> _What to do_
Repeat the following lines exactly and nothing else: the line containing "let c = oc.length_squared()" and each line after it through the end of the listing.

== Segment start ==

//! Ray/sphere intersection.

use crate::hittable::{HitRecord, Hittable};
use glint_core::Sphere;
use glint_math::{Interval, Ray};

impl Hittable for Sphere {
    fn hit(&self, ray: &Ray, ray_t: Interval) -> Option<HitRecord> {
        let oc = self.center - ray.origin;
        let a = ray.direction.length_squared();
        let h = ray.direction.dot(oc);
        let c = oc.length_squared() - self.radius * self.radius;

        let discriminant = h * h - a * c;
        if discriminant < 0.0 {
            return None;
        }

        let sqrtd = discriminant.sqrt();

        // Find the nearest root in the acceptable range
        let mut root = (h - sqrtd) / a;
        if !ray_t.surrounds(root) {
            root = (h + sqrtd) / a;
            if !ray_t.surrounds(root) {
                return None;
            }
        }

        let outward_normal = (ray.at(root) - self.center) / self.radius;
        Some(HitRecord::new(ray, root, outward_normal, self.material))
    }
}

== Segment end ==

> _Solution_
        let c = oc.length_squared() - self.radius * self.radius;

        let discriminant = h * h - a * c;
        if discriminant < 0.0 {
            return None;
        }

        let sqrtd = discriminant.sqrt();

        // Find the nearest root in the acceptable range
        let mut root = (h - sqrtd) / a;
        if !ray_t.surrounds(root) {
            root = (h + sqrtd) / a;
            if !ray_t.surrounds(root) {
                return None;
            }
        }

        let outward_normal = (ray.at(root) - self.center) / self.radius;
        Some(HitRecord::new(ray, root, outward_normal, self.material))
    }
}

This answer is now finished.